### What needs to be done
Work through the entries below and show every line in which "length" is found.

### Excerpted records
↓

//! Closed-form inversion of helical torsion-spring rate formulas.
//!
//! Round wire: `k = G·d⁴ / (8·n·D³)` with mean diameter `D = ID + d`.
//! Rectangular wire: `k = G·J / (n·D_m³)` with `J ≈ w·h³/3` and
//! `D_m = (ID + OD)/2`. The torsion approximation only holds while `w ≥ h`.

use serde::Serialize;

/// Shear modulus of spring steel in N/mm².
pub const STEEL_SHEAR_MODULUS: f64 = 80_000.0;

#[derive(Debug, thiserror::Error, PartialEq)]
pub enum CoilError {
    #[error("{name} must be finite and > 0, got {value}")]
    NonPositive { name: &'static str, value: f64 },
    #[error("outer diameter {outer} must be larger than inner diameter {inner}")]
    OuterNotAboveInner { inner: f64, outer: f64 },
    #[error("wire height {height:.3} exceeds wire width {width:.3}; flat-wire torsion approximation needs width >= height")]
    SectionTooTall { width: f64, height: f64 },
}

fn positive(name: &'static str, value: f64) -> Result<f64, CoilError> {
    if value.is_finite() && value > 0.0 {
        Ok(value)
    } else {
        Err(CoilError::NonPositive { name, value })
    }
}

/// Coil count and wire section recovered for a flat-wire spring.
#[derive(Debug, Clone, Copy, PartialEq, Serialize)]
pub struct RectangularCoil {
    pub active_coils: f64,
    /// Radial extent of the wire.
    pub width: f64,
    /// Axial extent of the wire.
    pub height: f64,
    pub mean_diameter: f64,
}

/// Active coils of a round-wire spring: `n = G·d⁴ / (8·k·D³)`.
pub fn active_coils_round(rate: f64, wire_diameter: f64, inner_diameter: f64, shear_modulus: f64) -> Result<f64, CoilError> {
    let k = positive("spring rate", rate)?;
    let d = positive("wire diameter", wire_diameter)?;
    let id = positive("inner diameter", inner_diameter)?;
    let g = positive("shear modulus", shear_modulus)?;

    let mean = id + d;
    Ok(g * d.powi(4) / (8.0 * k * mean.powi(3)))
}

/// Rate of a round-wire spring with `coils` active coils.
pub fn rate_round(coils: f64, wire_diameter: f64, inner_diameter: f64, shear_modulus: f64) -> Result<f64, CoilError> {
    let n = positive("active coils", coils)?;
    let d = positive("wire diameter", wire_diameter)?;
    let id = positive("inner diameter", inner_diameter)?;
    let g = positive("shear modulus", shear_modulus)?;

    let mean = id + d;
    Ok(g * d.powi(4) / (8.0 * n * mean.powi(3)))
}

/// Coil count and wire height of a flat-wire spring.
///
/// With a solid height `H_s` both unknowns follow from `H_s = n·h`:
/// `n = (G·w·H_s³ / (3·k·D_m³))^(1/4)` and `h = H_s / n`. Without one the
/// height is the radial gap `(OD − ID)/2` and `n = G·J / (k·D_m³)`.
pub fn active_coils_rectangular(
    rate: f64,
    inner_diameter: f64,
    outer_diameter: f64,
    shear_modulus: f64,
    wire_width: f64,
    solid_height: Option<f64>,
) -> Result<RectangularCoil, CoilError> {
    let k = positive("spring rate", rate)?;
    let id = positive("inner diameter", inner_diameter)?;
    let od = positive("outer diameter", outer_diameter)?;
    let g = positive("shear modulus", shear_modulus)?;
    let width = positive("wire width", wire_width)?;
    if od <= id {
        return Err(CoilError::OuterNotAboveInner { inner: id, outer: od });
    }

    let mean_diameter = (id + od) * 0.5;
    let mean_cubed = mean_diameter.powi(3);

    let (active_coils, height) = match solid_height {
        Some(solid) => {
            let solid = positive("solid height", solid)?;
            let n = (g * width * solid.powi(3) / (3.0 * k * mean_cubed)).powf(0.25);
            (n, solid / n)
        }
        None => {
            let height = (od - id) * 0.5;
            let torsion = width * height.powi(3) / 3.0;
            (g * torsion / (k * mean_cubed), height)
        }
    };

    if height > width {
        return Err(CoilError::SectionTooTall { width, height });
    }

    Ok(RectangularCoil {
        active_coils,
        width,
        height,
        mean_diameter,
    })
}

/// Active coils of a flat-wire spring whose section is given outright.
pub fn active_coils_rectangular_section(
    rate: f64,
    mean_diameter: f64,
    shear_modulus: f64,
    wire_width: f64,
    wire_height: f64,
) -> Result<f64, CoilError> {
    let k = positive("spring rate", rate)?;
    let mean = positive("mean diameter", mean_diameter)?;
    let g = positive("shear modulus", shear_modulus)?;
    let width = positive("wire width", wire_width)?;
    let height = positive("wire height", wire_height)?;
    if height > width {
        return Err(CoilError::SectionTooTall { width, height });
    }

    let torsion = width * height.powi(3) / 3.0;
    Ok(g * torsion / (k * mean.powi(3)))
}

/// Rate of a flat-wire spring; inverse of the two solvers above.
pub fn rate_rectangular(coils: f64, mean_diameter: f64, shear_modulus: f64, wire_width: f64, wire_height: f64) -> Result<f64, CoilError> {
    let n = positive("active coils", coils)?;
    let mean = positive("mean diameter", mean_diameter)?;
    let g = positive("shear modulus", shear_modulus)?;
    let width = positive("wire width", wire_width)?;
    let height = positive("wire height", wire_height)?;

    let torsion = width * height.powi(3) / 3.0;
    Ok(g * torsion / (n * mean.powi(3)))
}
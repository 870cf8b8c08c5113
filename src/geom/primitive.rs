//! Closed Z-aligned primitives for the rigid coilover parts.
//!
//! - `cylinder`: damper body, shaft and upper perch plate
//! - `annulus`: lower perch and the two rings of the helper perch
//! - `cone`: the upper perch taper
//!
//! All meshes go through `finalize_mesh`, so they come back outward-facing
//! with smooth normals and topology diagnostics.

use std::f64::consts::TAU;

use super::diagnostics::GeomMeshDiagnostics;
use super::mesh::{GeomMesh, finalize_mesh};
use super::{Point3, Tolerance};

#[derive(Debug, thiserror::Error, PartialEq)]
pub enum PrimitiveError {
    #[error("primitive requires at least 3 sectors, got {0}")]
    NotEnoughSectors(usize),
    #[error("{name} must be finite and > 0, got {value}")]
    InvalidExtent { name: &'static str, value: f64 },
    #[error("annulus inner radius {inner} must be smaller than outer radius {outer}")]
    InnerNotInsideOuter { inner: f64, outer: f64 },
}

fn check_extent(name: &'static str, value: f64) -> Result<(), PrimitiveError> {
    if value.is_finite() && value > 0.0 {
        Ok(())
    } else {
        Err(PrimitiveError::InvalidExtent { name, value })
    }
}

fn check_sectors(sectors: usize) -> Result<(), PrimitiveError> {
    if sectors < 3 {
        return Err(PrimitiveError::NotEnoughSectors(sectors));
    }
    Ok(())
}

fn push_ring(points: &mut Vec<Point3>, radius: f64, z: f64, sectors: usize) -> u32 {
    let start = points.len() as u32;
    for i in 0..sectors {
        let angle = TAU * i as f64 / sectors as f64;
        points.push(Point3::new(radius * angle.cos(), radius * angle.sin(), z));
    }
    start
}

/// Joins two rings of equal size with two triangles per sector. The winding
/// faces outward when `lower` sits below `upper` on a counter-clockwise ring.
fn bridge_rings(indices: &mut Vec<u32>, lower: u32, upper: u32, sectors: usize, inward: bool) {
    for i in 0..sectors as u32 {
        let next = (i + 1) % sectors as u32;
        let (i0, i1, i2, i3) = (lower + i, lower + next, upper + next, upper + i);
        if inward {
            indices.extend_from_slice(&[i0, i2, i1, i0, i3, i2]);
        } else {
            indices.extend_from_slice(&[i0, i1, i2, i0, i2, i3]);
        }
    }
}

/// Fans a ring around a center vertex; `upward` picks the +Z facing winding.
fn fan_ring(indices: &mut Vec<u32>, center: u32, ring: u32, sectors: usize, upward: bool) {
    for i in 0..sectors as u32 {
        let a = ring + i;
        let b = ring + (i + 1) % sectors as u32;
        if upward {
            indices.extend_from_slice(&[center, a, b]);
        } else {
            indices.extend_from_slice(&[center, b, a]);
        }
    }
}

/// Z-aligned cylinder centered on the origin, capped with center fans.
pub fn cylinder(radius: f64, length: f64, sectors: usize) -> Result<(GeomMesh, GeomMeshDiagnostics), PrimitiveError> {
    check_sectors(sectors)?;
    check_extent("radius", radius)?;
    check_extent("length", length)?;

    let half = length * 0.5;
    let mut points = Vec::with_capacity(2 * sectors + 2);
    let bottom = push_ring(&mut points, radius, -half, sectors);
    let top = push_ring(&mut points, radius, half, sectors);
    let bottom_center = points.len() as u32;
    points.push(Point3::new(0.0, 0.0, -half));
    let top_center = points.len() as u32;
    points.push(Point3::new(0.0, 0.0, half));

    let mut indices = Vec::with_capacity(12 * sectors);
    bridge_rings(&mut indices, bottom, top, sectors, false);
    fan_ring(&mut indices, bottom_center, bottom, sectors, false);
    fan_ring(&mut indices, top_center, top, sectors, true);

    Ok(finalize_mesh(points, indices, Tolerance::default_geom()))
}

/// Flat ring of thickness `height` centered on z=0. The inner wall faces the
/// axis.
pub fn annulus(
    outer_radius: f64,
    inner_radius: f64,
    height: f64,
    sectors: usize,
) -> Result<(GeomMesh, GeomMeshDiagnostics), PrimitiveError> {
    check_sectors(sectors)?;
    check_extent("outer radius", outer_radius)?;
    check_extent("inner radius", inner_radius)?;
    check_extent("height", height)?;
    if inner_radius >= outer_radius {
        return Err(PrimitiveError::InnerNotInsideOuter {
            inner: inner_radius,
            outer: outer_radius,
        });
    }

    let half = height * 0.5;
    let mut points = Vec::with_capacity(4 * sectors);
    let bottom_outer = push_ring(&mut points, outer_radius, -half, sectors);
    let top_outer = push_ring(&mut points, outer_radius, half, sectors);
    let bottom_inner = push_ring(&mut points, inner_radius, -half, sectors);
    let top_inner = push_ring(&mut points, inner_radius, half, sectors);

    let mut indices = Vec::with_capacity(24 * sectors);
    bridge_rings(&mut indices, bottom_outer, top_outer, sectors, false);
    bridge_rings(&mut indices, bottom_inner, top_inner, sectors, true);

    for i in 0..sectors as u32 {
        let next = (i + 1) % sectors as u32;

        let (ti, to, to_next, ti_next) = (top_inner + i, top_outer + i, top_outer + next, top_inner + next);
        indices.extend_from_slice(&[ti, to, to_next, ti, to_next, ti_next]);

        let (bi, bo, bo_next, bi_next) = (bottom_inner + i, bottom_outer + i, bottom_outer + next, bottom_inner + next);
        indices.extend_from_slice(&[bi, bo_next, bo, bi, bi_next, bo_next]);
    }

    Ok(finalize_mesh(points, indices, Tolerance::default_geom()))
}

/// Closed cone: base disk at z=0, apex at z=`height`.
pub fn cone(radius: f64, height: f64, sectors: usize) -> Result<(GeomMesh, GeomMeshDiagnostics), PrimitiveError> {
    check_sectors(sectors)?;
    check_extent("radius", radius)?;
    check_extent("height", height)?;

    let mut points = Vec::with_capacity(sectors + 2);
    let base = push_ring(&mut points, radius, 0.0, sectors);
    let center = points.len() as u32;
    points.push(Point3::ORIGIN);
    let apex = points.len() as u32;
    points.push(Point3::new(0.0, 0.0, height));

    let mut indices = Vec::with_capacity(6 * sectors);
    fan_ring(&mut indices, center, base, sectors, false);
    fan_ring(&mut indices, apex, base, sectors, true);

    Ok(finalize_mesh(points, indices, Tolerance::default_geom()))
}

↑

### Final answer
pub fn cylinder(radius: f64, length: f64, sectors: usize) -> Result<(GeomMesh, GeomMeshDiagnostics), PrimitiveError> {
    check_extent("length", length)?;
    let half = length * 0.5;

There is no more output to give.